Non-technical stakeholders often need data from relational databases but lack SQL proficiency. Existing NL-to-SQL solutions rely on cloud APIs, introducing latency, cost, and data privacy concerns. The challenge was to engineer a system that translates natural language queries into valid, executable SQL — running entirely on local infrastructure with no external API dependencies.
The Architecture
Schema-aware
transpilation.
Schema Introspection
Automatic extraction of table names, column types, constraints, and relationships from the target database. This schema context is injected into the LLM prompt to ensure structurally valid SQL generation.
Local LLM Inference (Ollama + Mistral)
Mistral model hosted locally via Ollama. Zero cloud dependency. Natural language queries are transpiled into SQL through schema-constrained few-shot prompting with syntactic validation.
SQL Validation & Safety
Generated SQL is parsed and validated before execution. Destructive operations (DROP, DELETE, TRUNCATE) require explicit confirmation. Snapshot-based rollback enables safe experimentation.

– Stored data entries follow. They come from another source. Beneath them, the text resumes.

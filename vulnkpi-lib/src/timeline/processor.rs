use super::{extract_value, resolve_elements};
use crate::dataset::{Dataset, Record, parse_day, release_refs};
use crate::kpis::{KpiDef, KpiKey, KpiRegistry};
use crate::reports::KpiReport;
use chrono::NaiveDate;

/// Raw observation lists gathered by a timeline walk.
#[derive(Debug, Clone, Default)]
pub struct Observations<'r> {
    /// One slot per timeline entry, `None` when the entry has no parseable date.
    pub dates: Vec<Option<NaiveDate>>,

    /// For each requested KPI, one observation list per date.
    pub series: Vec<(&'r KpiDef, Vec<Vec<f64>>)>,
}

/// Walks a dataset's timeline, evaluating KPIs from an injected registry.
#[derive(Debug, Clone, Copy)]
pub struct TimelineProcessor<'p, 'r> {
    registry: &'p KpiRegistry<'r>,
}

impl<'p, 'r> TimelineProcessor<'p, 'r> {
    #[must_use]
    pub const fn new(registry: &'p KpiRegistry<'r>) -> Self {
        Self { registry }
    }

    /// Gather the per-date observation lists for the requested KPIs.
    ///
    /// Unknown KPI names are dropped. An entry whose release reference is
    /// malformed contributes an empty list to every KPI.
    pub fn observe<'n, I>(&self, data: &Dataset, names: I) -> Observations<'r>
    where
        I: IntoIterator<Item = &'n str>,
    {
        let defs = self.registry.select(names);
        let mut dates = Vec::with_capacity(data.timeline.len());
        let mut series: Vec<Vec<Vec<f64>>> = defs.iter().map(|_| Vec::with_capacity(data.timeline.len())).collect();

        for (index, entry) in data.timeline.iter().enumerate() {
            dates.push(entry_date(index, entry));

            if let Err(e) = release_refs(entry) {
                log::error!("skipping timeline entry {index}: {e}");
                for per_date in &mut series {
                    per_date.push(Vec::new());
                }
                continue;
            }

            for (def, per_date) in defs.iter().zip(&mut series) {
                per_date.push(observe_entry(def, data, entry, index));
            }
        }

        Observations {
            dates,
            series: defs.into_iter().zip(series).collect(),
        }
    }

    /// Walk the timeline and summarize every requested KPI.
    pub fn process<'n, I>(&self, data: &Dataset, names: I) -> KpiReport<'r>
    where
        I: IntoIterator<Item = &'n str>,
    {
        KpiReport::from(self.observe(data, names))
    }
}

/// Compute the requested KPIs over the dataset's timeline.
pub fn timeline_kpis<'r, 'n, I>(data: &Dataset, registry: &KpiRegistry<'r>, names: I) -> KpiReport<'r>
where
    I: IntoIterator<Item = &'n str>,
{
    TimelineProcessor::new(registry).process(data, names)
}

fn entry_date(index: usize, entry: &Record) -> Option<NaiveDate> {
    let date = entry.get("date").and_then(parse_day);
    if date.is_none() {
        log::warn!("timeline entry {index} has no usable date");
    }
    date
}

fn observe_entry(def: &KpiDef, data: &Dataset, entry: &Record, index: usize) -> Vec<f64> {
    if let KpiKey::Values(compute) = def.key {
        return compute(data, entry).unwrap_or_else(|e| {
            log::error!("could not compute KPI '{}' for timeline entry {index}: {e}", def.name);
            Vec::new()
        });
    }

    match resolve_elements(data, entry, def.element) {
        Ok(elements) => elements
            .into_iter()
            .filter_map(|element| extract_value(def, data, element))
            .collect(),
        Err(e) => {
            log::error!("KPI '{}' skipped for timeline entry {index}: {e}", def.name);
            Vec::new()
        }
    }
}
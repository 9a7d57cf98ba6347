use super::KpiReport;
use crate::Result;
use core::fmt::Write;
use serde_json::{Value, json};

/// Build the JSON result bundle: a `dates` axis plus one object per KPI.
#[must_use]
#[expect(unused_results, reason = "Map::insert intentionally overwrites values")]
pub fn to_json(report: &KpiReport<'_>) -> Value {
    let mut root = serde_json::Map::new();

    let dates: Vec<Value> = report
        .dates
        .iter()
        .map(|date| date.map_or(Value::Null, |d| json!(d.format("%Y-%m-%d").to_string())))
        .collect();

    for kpi in &report.kpis {
        let mut kpi_obj = serde_json::Map::new();
        kpi_obj.insert("title".to_string(), json!(kpi.title()));
        kpi_obj.insert("y_label".to_string(), json!(kpi.y_label()));
        kpi_obj.insert("element".to_string(), json!(kpi.element()));
        kpi_obj.insert("default".to_string(), json!(kpi.aggregation()));
        kpi_obj.insert("fill".to_string(), json!(kpi.def.fill));

        if let Some(max) = kpi.def.max {
            kpi_obj.insert("max".to_string(), json!(max));
        }

        if let Some(suffix) = kpi.def.suffix {
            kpi_obj.insert("suffix".to_string(), json!(suffix));
        }

        kpi_obj.insert("values".to_string(), json!(kpi.values));
        root.insert(kpi.name().to_string(), Value::Object(kpi_obj));
    }

    // the axis goes in last so a KPI can never shadow it
    root.insert("dates".to_string(), Value::Array(dates));
    Value::Object(root)
}

pub fn generate<W: Write>(report: &KpiReport<'_>, writer: &mut W) -> Result<()> {
    write!(writer, "{}", serde_json::to_string_pretty(&to_json(report))?)?;
    Ok(())
}

#[cfg(test)]
mod tests {
    use super::*;
    use crate::kpis::{Aggregation, ElementKind, KpiDef, KpiKey};
    use crate::timeline::Observations;
    use chrono::NaiveDate;

    static BASE_DEF: KpiDef =
        KpiDef::new("base", "CVSS Base Score", "Score", ElementKind::Cve, Aggregation::Mean, KpiKey::Field("cvss_base_score"))
            .with_max(10.0);
    static CVES_DEF: KpiDef =
        KpiDef::new("cves", "Number of CVEs", "Count", ElementKind::Entry, Aggregation::Sum, KpiKey::Field("n")).with_suffix("total");

    fn report() -> KpiReport<'static> {
        KpiReport::from(Observations {
            dates: vec![NaiveDate::from_ymd_opt(2020, 1, 1), None],
            series: vec![(&BASE_DEF, vec![vec![2.0, 4.0, 6.0], vec![]]), (&CVES_DEF, vec![vec![3.0], vec![0.0]])],
        })
    }

    #[test]
    fn test_to_json_contract() {
        let value = to_json(&report());

        assert_eq!(value["dates"], json!(["2020-01-01", null]));
        assert_eq!(value["base"]["title"], "CVSS Base Score");
        assert_eq!(value["base"]["y_label"], "Score");
        assert_eq!(value["base"]["element"], "cve");
        assert_eq!(value["base"]["default"], "mean");
        assert_eq!(value["base"]["max"], 10.0);
        assert_eq!(value["base"]["values"]["sum"], json!([12.0, null]));
        assert_eq!(value["base"]["values"]["mean"], json!([4.0, null]));
        assert_eq!(value["base"]["values"]["min"], json!([2.0, null]));
        assert_eq!(value["base"]["values"]["max"], json!([6.0, null]));
        assert!(value["base"].get("suffix").is_none());

        assert_eq!(value["cves"]["suffix"], "total");
        assert_eq!(value["cves"]["values"]["sum"], json!([3.0, 0.0]));
        assert!(value["cves"].get("max").is_none());
    }

    #[test]
    fn test_every_series_has_date_axis_length() {
        let value = to_json(&report());
        let dates = value["dates"].as_array().unwrap().len();
        for kpi in ["base", "cves"] {
            for stat in ["sum", "mean", "std", "min", "max"] {
                assert_eq!(value[kpi]["values"][stat].as_array().unwrap().len(), dates, "{kpi}.{stat}");
            }
        }
    }

    #[test]
    fn test_generate_empty_report() {
        let mut output = String::new();
        generate(&KpiReport::default(), &mut output).unwrap();
        let parsed: Value = serde_json::from_str(&output).unwrap();
        assert_eq!(parsed, json!({"dates": []}));
    }

    #[test]
    fn test_generate_pretty_formatting() {
        let mut output = String::new();
        generate(&report(), &mut output).unwrap();
        assert!(output.contains('\n'));
        assert!(output.contains("  "));

        let parsed: Value = serde_json::from_str(&output).unwrap();
        assert_eq!(parsed["dates"], json!(["2020-01-01", null]));
        assert_eq!(parsed["cves"]["title"], "Number of CVEs");
    }
}
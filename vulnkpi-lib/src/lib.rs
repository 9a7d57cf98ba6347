#![cfg_attr(coverage_nightly, feature(coverage_attribute))]

//! Core library for vulnkpi
//!
//! This library computes time-series Key Performance Indicators (KPIs) over a
//! security and code-quality dataset: a timeline of software releases, the CVEs
//! affecting them, and the static-analysis measurements taken on each release.
//!
//! # Module Organization
//!
//! - [`dataset`]: The in-memory dataset and its loosely-typed records
//! - [`kpis`]: KPI definitions, extraction functions, and the registry
//! - [`timeline`]: Element resolution, value extraction, and the timeline walk
//! - [`stats`]: Reduction of per-date observations into summary statistics
//! - [`reports`]: Report generation in multiple formats
//! - [`commands`]: Command-line interface and orchestration

pub type Result<T, E = ohno::AppError> = core::result::Result<T, E>;

pub mod commands;
pub mod dataset;
pub mod kpis;
pub mod reports;
pub mod stats;
pub mod timeline;

pub use crate::commands::{Host, run};
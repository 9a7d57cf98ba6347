use super::Statistic;
use serde::Serialize;

/// Summary of one non-empty observation list.
#[derive(Debug, Clone, Copy, PartialEq)]
pub struct Summary {
    pub sum: f64,
    pub mean: f64,
    pub std: f64,
    pub min: f64,
    pub max: f64,
}

impl Summary {
    /// Summarize a list of observations, or `None` if the list is empty.
    #[must_use]
    #[expect(clippy::cast_precision_loss, reason = "observation counts are far below 2^52")]
    pub fn of(values: &[f64]) -> Option<Self> {
        if values.is_empty() {
            return None;
        }

        let count = values.len() as f64;
        let sum: f64 = values.iter().sum();
        let mean = sum / count;

        // two-pass variance around the mean
        let variance = values.iter().map(|v| (v - mean).powi(2)).sum::<f64>() / count;

        let min = values.iter().copied().fold(f64::INFINITY, f64::min);
        let max = values.iter().copied().fold(f64::NEG_INFINITY, f64::max);

        Some(Self {
            sum,
            mean,
            std: variance.sqrt(),
            min,
            max,
        })
    }

    #[must_use]
    pub const fn get(&self, statistic: Statistic) -> f64 {
        match statistic {
            Statistic::Sum => self.sum,
            Statistic::Mean => self.mean,
            Statistic::Std => self.std,
            Statistic::Min => self.min,
            Statistic::Max => self.max,
        }
    }
}

/// Five parallel series with one slot per date.
#[derive(Debug, Clone, Default, PartialEq, Serialize)]
pub struct Statistics {
    pub sum: Vec<Option<f64>>,
    pub mean: Vec<Option<f64>>,
    pub std: Vec<Option<f64>>,
    pub min: Vec<Option<f64>>,
    pub max: Vec<Option<f64>>,
}

impl Statistics {
    /// Reduce each date's observation list into the five series.
    #[must_use]
    pub fn from_observations<V: AsRef<[f64]>>(per_date: &[V]) -> Self {
        let mut stats = Self {
            sum: Vec::with_capacity(per_date.len()),
            mean: Vec::with_capacity(per_date.len()),
            std: Vec::with_capacity(per_date.len()),
            min: Vec::with_capacity(per_date.len()),
            max: Vec::with_capacity(per_date.len()),
        };

        for values in per_date {
            let summary = Summary::of(values.as_ref());
            stats.sum.push(summary.map(|s| s.sum));
            stats.mean.push(summary.map(|s| s.mean));
            stats.std.push(summary.map(|s| s.std));
            stats.min.push(summary.map(|s| s.min));
            stats.max.push(summary.map(|s| s.max));
        }

        stats
    }

    #[must_use]
    pub fn series(&self, statistic: Statistic) -> &[Option<f64>] {
        match statistic {
            Statistic::Sum => &self.sum,
            Statistic::Mean => &self.mean,
            Statistic::Std => &self.std,
            Statistic::Min => &self.min,
            Statistic::Max => &self.max,
        }
    }

    /// Number of dates covered.
    #[must_use]
    pub const fn len(&self) -> usize {
        self.sum.len()
    }

    #[must_use]
    pub const fn is_empty(&self) -> bool {
        self.sum.is_empty()
    }
}
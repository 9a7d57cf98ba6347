//! The dataset the KPI engine walks over
//!
//! A [`Dataset`] is assembled upstream from persisted CVE and release records
//! and handed to the engine fully materialized. It holds three collections:
//!
//! - `cves`: CVE identifier to CVE [`Record`]
//! - `releases`: release identifier to release [`Record`]
//! - `timeline`: ordered timeline entries, each a [`Record`] with a `date`,
//!   one or more `release` identifiers, and zero or more `cves` identifiers
//!
//! Records are kept loosely typed because KPI definitions address fields by
//! name. Reference fields on timeline entries come in several shapes (a single
//! identifier or a list of identifiers); [`release_refs`] and [`cve_refs`]
//! normalize them into a list before any lookup happens.

mod data;
mod dates;
mod record;
mod refs;

pub use data::Dataset;
pub use dates::{days_between, parse_date, parse_day};
pub use record::Record;
pub use refs::{cve_refs, release_refs};
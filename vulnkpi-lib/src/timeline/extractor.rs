use crate::dataset::{Dataset, Record};
use crate::kpis::{KpiDef, KpiKey};
use serde_json::Value;

/// Observation a field-keyed KPI reads from an element.
///
/// Absent and falsy values (null, `false`, zero, empty strings, lists, and
/// objects) are not observations. `true` counts as 1 and numeric strings are
/// parsed.
#[must_use]
pub fn field_value(element: &Record, key: &str) -> Option<f64> {
    match element.get(key)? {
        Value::Number(n) => n.as_f64().filter(|v| *v != 0.0),
        Value::Bool(true) => Some(1.0),
        Value::String(text) if !text.is_empty() => {
            let parsed = text.trim().parse::<f64>().ok();
            if parsed.is_none() {
                log::debug!("field '{key}' holds non-numeric text '{text}'");
            }
            parsed.filter(|v| *v != 0.0)
        }
        _ => None,
    }
}

/// One observation for one element, or `None` when the element yields nothing.
///
/// Extractor failures are logged and treated as a missing observation.
#[must_use]
pub fn extract_value(def: &KpiDef, data: &Dataset, element: &Record) -> Option<f64> {
    match def.key {
        KpiKey::Field(key) => {
            let value = field_value(element, key);
            if value.is_none() {
                log::debug!("KPI '{}': no value for field '{key}'", def.name);
            }
            value
        }
        KpiKey::Function(extract) => extract(data, element).unwrap_or_else(|e| {
            log::error!("could not compute KPI '{}': {e}", def.name);
            None
        }),
        KpiKey::Values(_) => {
            log::error!("KPI '{}' produces whole observation lists and has no per-element value", def.name);
            None
        }
    }
}
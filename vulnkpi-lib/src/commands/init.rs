use super::Host;
use super::config::{CONFIG_FILE_NAME, Config};
use crate::Result;
use camino::Utf8PathBuf;
use clap::Parser;
use std::io::Write;

#[derive(Parser, Debug)]
pub struct InitArgs {
    /// Output configuration file path (default is `vulnkpi.toml` in the current directory)
    #[arg(value_name = "PATH")]
    pub output: Option<Utf8PathBuf>,
}

pub fn init_config<H: Host>(host: &mut H, args: &InitArgs) -> Result<()> {
    let output = args.output.clone().unwrap_or_else(|| Utf8PathBuf::from(CONFIG_FILE_NAME));

    Config::save_default(&output)?;
    let _ = writeln!(host.output(), "Generated default configuration file: {output}");
    Ok(())
}
//! Command-line interface and orchestration for vulnkpi
//!
//! This module implements the CLI commands and ties the dataset loader, the
//! timeline engine, and the report generators together into end-to-end
//! workflows.
//!
//! ## Commands
//!
//! - **compute**: Load a dataset file, compute the requested KPIs over its
//!   timeline, and write console, CSV, or JSON reports
//! - **list**: Print every registered KPI with its metadata
//! - **init**: Generate a default configuration file
//! - **validate**: Check configuration file syntax and KPI names
//!
//! The `run` function parses command-line arguments using clap and routes
//! to the appropriate command handler. Configuration is managed through an
//! optional `vulnkpi.toml` file holding the default KPI selection and the
//! console/CSV formatting options.

mod common;
mod compute;
mod config;
mod host;
mod init;
mod list;
mod run;
mod validate;

pub use compute::{ComputeArgs, compute};
pub use config::Config;
pub use host::Host;
pub use init::{InitArgs, init_config};
pub use list::list_kpis;
pub use run::run;
pub use validate::{ValidateArgs, validate_config};
use chrono::{DateTime, NaiveDate, NaiveDateTime, NaiveTime};
use serde_json::Value;

const SECONDS_PER_DAY: i64 = 24 * 60 * 60;

/// Parse a date or timestamp field.
///
/// Accepts `YYYY-MM-DD`, `YYYY-MM-DDTHH:MM:SS[.f]` (or with a space separator),
/// and RFC 3339 timestamps, which are converted to UTC. Anything else yields `None`.
#[must_use]
pub fn parse_date(value: &Value) -> Option<NaiveDateTime> {
    let text = value.as_str()?.trim();

    if let Ok(dt) = DateTime::parse_from_rfc3339(text) {
        return Some(dt.naive_utc());
    }

    for format in ["%Y-%m-%dT%H:%M:%S%.f", "%Y-%m-%d %H:%M:%S%.f"] {
        if let Ok(dt) = NaiveDateTime::parse_from_str(text, format) {
            return Some(dt);
        }
    }

    NaiveDate::parse_from_str(text, "%Y-%m-%d")
        .ok()
        .map(|date| date.and_time(NaiveTime::MIN))
}

/// Calendar day of a date or timestamp field.
#[must_use]
pub fn parse_day(value: &Value) -> Option<NaiveDate> {
    parse_date(value).map(|dt| dt.date())
}

/// Whole days from `start` to `end`, rounded towards negative infinity.
#[must_use]
pub fn days_between(start: NaiveDateTime, end: NaiveDateTime) -> i64 {
    (end - start).num_seconds().div_euclid(SECONDS_PER_DAY)
}
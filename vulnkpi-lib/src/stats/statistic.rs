use serde::{Deserialize, Serialize};
use strum::{Display, EnumIter, EnumString, IntoStaticStr};

/// One of the five summary statistics computed per date.
#[derive(Debug, Clone, Copy, PartialEq, Eq, Hash, EnumIter, EnumString, Display, IntoStaticStr, Serialize, Deserialize)]
#[strum(serialize_all = "lowercase")]
#[serde(rename_all = "lowercase")]
pub enum Statistic {
    Sum,
    Mean,
    Std,
    Min,
    Max,
}
use super::{KpiReport, common};
use crate::Result;
use crate::stats::Statistic;
use core::fmt::Write;
use owo_colors::OwoColorize;

/// Controls what the console report shows.
#[derive(Debug, Clone, Copy, PartialEq, Eq)]
pub struct ConsoleOptions {
    /// Statistic to show for every KPI, or each KPI's default aggregation when `None`.
    pub statistic: Option<Statistic>,
    pub precision: usize,
    pub use_colors: bool,
}

impl Default for ConsoleOptions {
    fn default() -> Self {
        Self {
            statistic: None,
            precision: 2,
            use_colors: false,
        }
    }
}

pub fn generate<W: Write>(report: &KpiReport<'_>, options: &ConsoleOptions, writer: &mut W) -> Result<()> {
    let dates: Vec<String> = report
        .dates
        .iter()
        .map(|date| date.map_or_else(|| "(no date)".to_string(), |d| common::format_date(Some(d))))
        .collect();
    let date_width = dates.iter().map(String::len).max().unwrap_or(0);

    for (index, kpi) in report.kpis.iter().enumerate() {
        if index > 0 {
            writeln!(writer)?;
        }

        let statistic = options.statistic.unwrap_or_else(|| kpi.aggregation().statistic());
        let heading = format!("{} ({}, {statistic})", kpi.title(), kpi.name());
        if options.use_colors {
            writeln!(writer, "{}", heading.bold())?;
        } else {
            writeln!(writer, "{heading}")?;
        }

        let series = kpi.series(statistic);
        for (date, value) in dates.iter().zip(series) {
            let formatted = common::format_value(*value, options.precision, "n/a");
            writeln!(writer, "  {date:<date_width$} : {formatted}")?;
        }
    }

    Ok(())
}
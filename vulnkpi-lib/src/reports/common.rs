//! Common utilities shared across report generators.

use chrono::NaiveDate;

/// Format an optional statistic with a fixed number of decimals, or `missing` when absent.
pub fn format_value(value: Option<f64>, precision: usize, missing: &str) -> String {
    value.map_or_else(|| missing.to_string(), |v| format!("{v:.precision$}"))
}

/// Format a date axis slot as `YYYY-MM-DD`, or an empty string when the entry had no date.
pub fn format_date(date: Option<NaiveDate>) -> String {
    date.map_or_else(String::new, |d| d.format("%Y-%m-%d").to_string())
}
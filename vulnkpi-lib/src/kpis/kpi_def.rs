use super::extractors;
use super::{Aggregation, ElementKind, KpiKey};

#[derive(Debug, Clone, Copy)]
pub struct KpiDef {
    pub name: &'static str,
    pub title: &'static str,
    pub y_label: &'static str,
    pub element: ElementKind,
    pub key: KpiKey,
    pub default: Aggregation,

    /// Expected upper bound, used to scale displays. Values are never clamped to it.
    pub max: Option<f64>,

    /// Legend suffix, e.g. `total` for counts.
    pub suffix: Option<&'static str>,

    /// Whether plots should fill the area under the series.
    pub fill: bool,
}

impl KpiDef {
    #[must_use]
    pub const fn new(
        name: &'static str,
        title: &'static str,
        y_label: &'static str,
        element: ElementKind,
        default: Aggregation,
        key: KpiKey,
    ) -> Self {
        Self {
            name,
            title,
            y_label,
            element,
            key,
            default,
            max: None,
            suffix: None,
            fill: true,
        }
    }

    #[must_use]
    pub const fn with_max(self, max: f64) -> Self {
        Self { max: Some(max), ..self }
    }

    #[must_use]
    pub const fn with_suffix(self, suffix: &'static str) -> Self {
        Self {
            suffix: Some(suffix),
            ..self
        }
    }

    #[must_use]
    pub const fn without_fill(self) -> Self {
        Self { fill: false, ..self }
    }

    #[must_use]
    pub const fn returns_values(&self) -> bool {
        self.key.returns_values()
    }
}

macro_rules! kpi_def {
    ($name:expr, $title:expr, $y_label:expr, $element:ident, $default:ident, field $field:expr) => {
        KpiDef::new($name, $title, $y_label, ElementKind::$element, Aggregation::$default, KpiKey::Field($field))
    };
    ($name:expr, $title:expr, $y_label:expr, $element:ident, $default:ident, function $function:expr) => {
        KpiDef::new($name, $title, $y_label, ElementKind::$element, Aggregation::$default, KpiKey::Function($function))
    };
    ($name:expr, $title:expr, $y_label:expr, $element:ident, $default:ident, values $function:expr) => {
        KpiDef::new($name, $title, $y_label, ElementKind::$element, Aggregation::$default, KpiKey::Values($function))
    };
}

pub const KPI_DEFINITIONS: &[KpiDef] = &[
    kpi_def!("base", "CVSS Base Score", "Score", Cve, Mean, field "cvss_base_score").with_max(10.0),
    kpi_def!("impact", "CVSS Impact Score", "Score", Cve, Mean, field "cvss_impact_score").with_max(10.0),
    kpi_def!(
        "exploitability",
        "CVSS Exploitability Score",
        "Score",
        Cve,
        Mean,
        field "cvss_exploitability_score"
    )
    .with_max(10.0),
    kpi_def!(
        "confidentiality",
        "CVSS Confidentiality Impact",
        "Impact",
        Cve,
        Mean,
        function extractors::confidentiality_impact
    )
    .with_max(2.0),
    kpi_def!(
        "integrity",
        "CVSS Integrity Impact",
        "Impact",
        Cve,
        Mean,
        function extractors::integrity_impact
    )
    .with_max(2.0),
    kpi_def!(
        "availability",
        "CVSS Availability Impact",
        "Impact",
        Cve,
        Mean,
        function extractors::availability_impact
    )
    .with_max(2.0),
    kpi_def!("cves", "Number of CVEs", "Count", Entry, Sum, function extractors::cve_count).with_suffix("total"),
    kpi_def!("releases", "Number of Releases", "Count", Entry, Sum, function extractors::release_count).with_suffix("total"),
    kpi_def!("nloc", "Number of Lines of Code (NLOC)", "NLOC", Release, Sum, field "nloc_total"),
    kpi_def!("files", "Number of Files", "Count", Release, Sum, field "counted_files"),
    kpi_def!("functions", "Number of Functions", "Count", Release, Sum, field "counted_functions"),
    kpi_def!("ccn", "Cyclomatic Complexity (CCN) / Function", "CCN", Release, Mean, field "ccn_average"),
    kpi_def!(
        "cves/nloc",
        "CVEs per 10k NLOC",
        "CVEs per 10k NLOC",
        Entry,
        Sum,
        function extractors::cves_per_nloc
    ),
    kpi_def!("issues", "Bandit Issues", "Count", Release, Sum, function extractors::linter_issues),
    kpi_def!(
        "issues/high",
        "Bandit Issues (High Severity)",
        "Count",
        Release,
        Sum,
        function extractors::linter_high_severity_issues
    ),
    kpi_def!(
        "issues/medium",
        "Bandit Issues (Medium Severity)",
        "Count",
        Release,
        Sum,
        function extractors::linter_medium_severity_issues
    ),
    kpi_def!(
        "issues/low",
        "Bandit Issues (Low Severity)",
        "Count",
        Release,
        Sum,
        function extractors::linter_low_severity_issues
    ),
    kpi_def!(
        "lag/release",
        "Days: Release to Patched Release",
        "Days",
        Entry,
        Mean,
        values extractors::release_lag_days
    )
    .without_fill(),
    kpi_def!(
        "lag/cve",
        "Days: CVE Published to Patched Release",
        "Days",
        Entry,
        Mean,
        values extractors::cve_lag_days
    )
    .without_fill(),
    kpi_def!(
        "lag/release/months",
        "Months: Release to Patched Release",
        "Months",
        Entry,
        Mean,
        values extractors::release_lag_months
    )
    .without_fill(),
    kpi_def!(
        "lag/cve/months",
        "Months: CVE Published to Patched Release",
        "Months",
        Entry,
        Mean,
        values extractors::cve_lag_months
    )
    .without_fill(),
];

Human-in-the-Loop Execution
Users review generated SQL before execution. Results are displayed in formatted tables. Query history enables refinement and iterative exploration of the database.
The Outcome
Local-first
data intelligence.
The system enables natural language database interaction with zero cloud dependency. Schema-aware prompting ensures structurally valid SQL, while the human-in-the-loop design prevents unintended data mutations. The entire pipeline runs on commodity hardware via Ollama, making it accessible for privacy-sensitive environments.